* _Problem to solve_: Determine how many lines below contain the word "TimeTrack", then write that number by itself.
** Input material follows **
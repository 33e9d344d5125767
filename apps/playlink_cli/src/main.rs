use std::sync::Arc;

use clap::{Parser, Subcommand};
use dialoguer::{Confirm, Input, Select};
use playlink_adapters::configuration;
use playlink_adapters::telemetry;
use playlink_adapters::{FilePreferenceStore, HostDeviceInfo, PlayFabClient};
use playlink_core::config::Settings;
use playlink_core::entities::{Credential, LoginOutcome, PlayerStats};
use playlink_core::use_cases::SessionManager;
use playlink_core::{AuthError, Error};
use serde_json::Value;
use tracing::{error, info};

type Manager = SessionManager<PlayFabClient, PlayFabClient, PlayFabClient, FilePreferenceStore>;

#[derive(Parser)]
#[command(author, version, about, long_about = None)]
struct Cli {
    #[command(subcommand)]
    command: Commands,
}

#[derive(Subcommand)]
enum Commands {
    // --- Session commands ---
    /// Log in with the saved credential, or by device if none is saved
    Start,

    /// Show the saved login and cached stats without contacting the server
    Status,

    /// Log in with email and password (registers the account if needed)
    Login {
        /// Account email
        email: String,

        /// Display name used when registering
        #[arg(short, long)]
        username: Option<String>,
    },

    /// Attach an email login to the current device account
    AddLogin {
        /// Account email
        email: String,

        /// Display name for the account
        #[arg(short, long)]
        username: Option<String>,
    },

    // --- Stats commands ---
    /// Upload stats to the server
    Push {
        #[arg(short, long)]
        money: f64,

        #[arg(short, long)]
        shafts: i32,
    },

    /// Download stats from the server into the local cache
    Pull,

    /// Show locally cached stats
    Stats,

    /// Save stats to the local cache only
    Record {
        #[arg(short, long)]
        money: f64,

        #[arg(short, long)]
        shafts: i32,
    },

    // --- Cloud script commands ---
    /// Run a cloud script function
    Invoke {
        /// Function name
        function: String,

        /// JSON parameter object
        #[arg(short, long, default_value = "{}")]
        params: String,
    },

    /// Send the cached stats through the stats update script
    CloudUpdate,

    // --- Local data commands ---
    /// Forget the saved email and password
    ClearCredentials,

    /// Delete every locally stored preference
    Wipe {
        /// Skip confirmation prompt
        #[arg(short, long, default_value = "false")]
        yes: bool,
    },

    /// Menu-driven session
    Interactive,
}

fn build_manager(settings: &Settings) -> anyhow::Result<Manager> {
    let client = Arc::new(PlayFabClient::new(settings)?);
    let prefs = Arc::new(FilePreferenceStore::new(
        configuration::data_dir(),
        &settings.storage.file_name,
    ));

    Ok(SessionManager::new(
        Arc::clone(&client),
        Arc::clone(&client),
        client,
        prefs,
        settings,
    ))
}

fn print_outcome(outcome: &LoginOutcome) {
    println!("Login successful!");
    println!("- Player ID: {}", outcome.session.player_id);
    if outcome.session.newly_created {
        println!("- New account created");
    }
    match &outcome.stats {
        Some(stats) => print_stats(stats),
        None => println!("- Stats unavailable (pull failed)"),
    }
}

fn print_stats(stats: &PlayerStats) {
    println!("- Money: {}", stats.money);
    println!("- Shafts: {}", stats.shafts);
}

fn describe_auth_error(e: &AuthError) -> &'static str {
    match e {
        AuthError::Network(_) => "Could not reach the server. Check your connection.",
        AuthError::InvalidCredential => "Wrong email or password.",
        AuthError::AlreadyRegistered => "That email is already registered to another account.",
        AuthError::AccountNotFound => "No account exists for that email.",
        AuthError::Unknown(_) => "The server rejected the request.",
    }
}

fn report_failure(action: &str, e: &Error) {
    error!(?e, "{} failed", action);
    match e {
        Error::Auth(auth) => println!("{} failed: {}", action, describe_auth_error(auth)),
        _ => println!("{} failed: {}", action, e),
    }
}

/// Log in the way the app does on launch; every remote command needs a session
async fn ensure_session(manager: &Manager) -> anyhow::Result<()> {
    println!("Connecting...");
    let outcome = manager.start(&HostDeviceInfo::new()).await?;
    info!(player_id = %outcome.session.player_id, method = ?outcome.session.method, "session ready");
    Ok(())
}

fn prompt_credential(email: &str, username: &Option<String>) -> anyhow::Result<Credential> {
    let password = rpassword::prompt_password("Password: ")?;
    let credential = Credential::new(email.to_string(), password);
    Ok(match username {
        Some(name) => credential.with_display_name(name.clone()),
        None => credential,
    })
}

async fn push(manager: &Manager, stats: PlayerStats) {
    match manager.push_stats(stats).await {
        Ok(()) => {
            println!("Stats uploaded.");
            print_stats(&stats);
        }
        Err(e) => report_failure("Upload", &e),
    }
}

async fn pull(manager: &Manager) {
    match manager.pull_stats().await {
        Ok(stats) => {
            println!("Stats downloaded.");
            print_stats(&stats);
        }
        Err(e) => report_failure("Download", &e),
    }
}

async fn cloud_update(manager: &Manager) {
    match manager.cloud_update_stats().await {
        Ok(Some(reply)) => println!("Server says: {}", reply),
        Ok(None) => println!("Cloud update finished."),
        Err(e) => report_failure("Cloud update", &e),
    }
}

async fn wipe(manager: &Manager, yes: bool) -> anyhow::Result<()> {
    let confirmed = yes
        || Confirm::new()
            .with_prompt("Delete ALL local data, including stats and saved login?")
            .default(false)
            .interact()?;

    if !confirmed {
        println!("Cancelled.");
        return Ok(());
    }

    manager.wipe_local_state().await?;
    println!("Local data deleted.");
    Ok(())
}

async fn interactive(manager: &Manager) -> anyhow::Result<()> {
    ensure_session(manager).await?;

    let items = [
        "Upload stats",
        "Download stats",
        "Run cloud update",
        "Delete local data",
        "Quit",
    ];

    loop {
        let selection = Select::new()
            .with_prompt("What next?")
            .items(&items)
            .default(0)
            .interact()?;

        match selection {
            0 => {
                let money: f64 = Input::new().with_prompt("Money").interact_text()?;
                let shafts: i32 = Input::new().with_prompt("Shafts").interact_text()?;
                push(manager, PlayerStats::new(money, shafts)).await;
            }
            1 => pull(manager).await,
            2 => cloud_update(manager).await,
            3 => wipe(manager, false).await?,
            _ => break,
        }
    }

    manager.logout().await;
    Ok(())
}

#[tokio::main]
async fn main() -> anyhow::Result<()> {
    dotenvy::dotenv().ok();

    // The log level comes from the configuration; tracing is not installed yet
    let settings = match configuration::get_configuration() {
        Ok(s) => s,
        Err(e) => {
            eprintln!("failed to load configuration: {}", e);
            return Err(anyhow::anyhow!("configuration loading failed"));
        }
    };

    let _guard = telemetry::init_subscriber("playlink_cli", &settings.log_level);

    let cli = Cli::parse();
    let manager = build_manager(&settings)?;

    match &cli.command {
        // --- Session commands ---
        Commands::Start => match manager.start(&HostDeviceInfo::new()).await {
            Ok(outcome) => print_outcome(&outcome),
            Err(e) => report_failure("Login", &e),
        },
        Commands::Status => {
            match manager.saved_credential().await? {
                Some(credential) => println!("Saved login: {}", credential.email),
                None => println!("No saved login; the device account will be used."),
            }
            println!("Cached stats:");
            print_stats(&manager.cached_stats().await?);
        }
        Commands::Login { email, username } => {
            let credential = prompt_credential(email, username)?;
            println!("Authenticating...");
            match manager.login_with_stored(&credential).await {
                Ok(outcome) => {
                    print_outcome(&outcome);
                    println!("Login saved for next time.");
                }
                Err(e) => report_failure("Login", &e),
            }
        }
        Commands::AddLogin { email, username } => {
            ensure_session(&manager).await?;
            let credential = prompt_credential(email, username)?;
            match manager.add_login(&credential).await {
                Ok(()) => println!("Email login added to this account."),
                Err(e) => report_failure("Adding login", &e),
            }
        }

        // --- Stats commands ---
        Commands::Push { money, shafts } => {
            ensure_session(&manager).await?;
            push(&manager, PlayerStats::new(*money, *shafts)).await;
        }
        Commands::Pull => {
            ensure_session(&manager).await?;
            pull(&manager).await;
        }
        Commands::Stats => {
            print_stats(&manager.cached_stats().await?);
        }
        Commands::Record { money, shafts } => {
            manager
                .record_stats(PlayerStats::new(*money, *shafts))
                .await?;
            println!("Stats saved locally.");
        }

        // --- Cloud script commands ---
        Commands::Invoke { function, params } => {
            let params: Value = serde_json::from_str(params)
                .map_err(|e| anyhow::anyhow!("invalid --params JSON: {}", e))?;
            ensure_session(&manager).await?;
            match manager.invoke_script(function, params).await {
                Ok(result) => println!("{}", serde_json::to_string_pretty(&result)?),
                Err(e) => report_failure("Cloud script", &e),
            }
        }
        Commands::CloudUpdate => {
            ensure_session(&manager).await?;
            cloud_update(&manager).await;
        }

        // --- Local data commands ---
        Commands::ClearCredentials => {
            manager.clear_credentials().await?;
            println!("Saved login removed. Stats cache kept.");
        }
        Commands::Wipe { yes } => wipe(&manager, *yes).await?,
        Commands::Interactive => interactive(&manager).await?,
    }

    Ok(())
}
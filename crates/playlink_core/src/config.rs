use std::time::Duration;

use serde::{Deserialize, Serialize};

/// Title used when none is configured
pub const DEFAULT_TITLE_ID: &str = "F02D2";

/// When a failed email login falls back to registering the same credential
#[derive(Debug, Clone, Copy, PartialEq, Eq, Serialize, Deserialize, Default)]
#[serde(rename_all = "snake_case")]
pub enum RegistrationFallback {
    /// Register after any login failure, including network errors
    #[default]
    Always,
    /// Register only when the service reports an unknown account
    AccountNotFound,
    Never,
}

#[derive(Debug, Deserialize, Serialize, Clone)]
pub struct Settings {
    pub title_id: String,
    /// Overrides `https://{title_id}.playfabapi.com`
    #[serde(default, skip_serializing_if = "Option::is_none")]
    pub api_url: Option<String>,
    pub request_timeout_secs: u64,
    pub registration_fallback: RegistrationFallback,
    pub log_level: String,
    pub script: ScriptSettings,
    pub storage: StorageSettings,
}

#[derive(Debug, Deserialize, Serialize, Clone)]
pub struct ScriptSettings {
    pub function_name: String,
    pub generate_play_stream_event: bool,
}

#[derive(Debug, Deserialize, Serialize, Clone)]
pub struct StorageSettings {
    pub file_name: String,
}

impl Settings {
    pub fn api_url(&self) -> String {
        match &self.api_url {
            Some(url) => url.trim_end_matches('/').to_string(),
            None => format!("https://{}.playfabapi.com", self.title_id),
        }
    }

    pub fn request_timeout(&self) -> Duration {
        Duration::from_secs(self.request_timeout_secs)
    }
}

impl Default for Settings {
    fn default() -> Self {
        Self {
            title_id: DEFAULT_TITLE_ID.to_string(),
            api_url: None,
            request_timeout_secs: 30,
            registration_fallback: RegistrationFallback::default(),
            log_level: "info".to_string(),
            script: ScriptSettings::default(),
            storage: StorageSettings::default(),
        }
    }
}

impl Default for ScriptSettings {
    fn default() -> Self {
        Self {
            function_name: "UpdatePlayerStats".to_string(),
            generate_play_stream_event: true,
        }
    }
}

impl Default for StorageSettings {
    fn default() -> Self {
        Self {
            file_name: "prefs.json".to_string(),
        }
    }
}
** End of Input material **
** Input material follows **
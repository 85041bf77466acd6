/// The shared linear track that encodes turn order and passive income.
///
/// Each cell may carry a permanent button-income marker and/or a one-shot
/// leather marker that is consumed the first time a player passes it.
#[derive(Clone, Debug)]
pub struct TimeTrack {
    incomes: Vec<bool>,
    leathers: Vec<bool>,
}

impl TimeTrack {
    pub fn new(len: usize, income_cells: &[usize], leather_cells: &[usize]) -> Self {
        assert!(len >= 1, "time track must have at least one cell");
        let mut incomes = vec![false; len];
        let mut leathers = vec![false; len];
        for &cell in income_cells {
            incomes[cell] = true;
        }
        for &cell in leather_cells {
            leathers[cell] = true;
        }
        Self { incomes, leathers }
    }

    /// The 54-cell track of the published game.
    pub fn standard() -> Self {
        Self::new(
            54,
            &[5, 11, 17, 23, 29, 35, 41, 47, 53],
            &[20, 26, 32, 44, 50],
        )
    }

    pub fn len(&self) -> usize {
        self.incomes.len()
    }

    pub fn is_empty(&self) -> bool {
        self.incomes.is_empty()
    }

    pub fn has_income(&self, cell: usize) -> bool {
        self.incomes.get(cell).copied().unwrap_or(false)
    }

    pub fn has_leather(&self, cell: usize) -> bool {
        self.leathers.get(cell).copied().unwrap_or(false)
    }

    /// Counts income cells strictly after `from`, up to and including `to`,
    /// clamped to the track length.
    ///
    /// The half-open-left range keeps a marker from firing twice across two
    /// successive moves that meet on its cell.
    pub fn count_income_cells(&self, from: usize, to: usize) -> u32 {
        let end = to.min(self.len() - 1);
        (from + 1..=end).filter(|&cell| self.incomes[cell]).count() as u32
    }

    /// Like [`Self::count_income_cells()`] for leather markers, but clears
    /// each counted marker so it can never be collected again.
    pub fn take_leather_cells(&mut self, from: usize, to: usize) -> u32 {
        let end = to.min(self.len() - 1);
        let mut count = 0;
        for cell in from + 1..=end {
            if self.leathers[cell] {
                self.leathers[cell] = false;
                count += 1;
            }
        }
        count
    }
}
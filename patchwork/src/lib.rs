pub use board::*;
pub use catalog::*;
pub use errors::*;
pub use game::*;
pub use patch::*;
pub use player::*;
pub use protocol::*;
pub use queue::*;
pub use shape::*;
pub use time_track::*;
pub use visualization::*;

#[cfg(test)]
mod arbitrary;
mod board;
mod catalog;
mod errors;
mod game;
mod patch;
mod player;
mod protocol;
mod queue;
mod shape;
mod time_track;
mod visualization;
** End of Input material **
** Input material follows **
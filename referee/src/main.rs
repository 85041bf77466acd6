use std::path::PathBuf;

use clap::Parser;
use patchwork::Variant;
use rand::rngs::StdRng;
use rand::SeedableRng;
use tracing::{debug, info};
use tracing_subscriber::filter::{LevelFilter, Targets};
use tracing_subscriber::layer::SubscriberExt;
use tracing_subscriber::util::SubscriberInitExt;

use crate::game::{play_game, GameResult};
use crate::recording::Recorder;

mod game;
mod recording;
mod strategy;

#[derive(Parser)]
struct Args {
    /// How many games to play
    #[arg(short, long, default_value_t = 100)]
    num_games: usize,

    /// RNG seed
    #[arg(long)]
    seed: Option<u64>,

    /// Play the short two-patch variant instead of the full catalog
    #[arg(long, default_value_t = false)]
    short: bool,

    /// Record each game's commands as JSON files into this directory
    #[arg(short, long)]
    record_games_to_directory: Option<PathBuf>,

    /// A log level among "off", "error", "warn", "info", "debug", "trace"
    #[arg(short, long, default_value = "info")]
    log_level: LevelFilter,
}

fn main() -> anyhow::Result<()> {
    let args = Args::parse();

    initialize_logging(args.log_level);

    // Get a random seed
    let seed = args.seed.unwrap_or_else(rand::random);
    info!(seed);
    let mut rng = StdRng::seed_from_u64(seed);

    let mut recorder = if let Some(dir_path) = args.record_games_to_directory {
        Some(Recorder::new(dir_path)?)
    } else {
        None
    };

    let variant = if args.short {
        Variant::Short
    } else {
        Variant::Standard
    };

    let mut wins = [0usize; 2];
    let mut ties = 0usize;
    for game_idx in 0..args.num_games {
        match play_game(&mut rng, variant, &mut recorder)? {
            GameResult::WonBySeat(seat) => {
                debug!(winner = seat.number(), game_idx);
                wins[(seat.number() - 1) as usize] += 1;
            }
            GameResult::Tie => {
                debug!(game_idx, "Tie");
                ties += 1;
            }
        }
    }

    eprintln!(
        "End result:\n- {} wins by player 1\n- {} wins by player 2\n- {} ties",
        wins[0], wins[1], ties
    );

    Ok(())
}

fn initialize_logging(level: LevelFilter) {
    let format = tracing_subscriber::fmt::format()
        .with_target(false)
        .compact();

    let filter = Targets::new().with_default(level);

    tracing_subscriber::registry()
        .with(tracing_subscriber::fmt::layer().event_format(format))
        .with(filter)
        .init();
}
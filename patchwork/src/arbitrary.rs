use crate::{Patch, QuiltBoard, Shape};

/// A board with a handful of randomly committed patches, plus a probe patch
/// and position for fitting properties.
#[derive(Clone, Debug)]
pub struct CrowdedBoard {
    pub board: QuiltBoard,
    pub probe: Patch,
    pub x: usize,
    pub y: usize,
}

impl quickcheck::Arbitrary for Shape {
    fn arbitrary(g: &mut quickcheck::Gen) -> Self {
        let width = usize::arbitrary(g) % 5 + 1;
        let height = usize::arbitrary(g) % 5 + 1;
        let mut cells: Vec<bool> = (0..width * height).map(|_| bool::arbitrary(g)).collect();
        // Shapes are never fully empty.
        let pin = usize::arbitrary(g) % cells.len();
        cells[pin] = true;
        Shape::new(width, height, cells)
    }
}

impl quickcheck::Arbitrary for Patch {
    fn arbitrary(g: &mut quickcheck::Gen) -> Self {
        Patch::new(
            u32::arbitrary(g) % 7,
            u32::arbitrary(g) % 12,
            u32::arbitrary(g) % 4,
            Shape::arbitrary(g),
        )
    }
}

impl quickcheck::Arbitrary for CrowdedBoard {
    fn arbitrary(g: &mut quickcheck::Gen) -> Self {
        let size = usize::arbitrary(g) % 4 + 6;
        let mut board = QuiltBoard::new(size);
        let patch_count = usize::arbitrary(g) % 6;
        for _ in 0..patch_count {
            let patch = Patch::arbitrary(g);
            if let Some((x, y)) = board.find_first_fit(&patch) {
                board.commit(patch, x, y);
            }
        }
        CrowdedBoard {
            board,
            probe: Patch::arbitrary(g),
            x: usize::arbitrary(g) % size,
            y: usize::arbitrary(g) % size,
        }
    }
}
** End of Input material **
* _Expected answer_: 2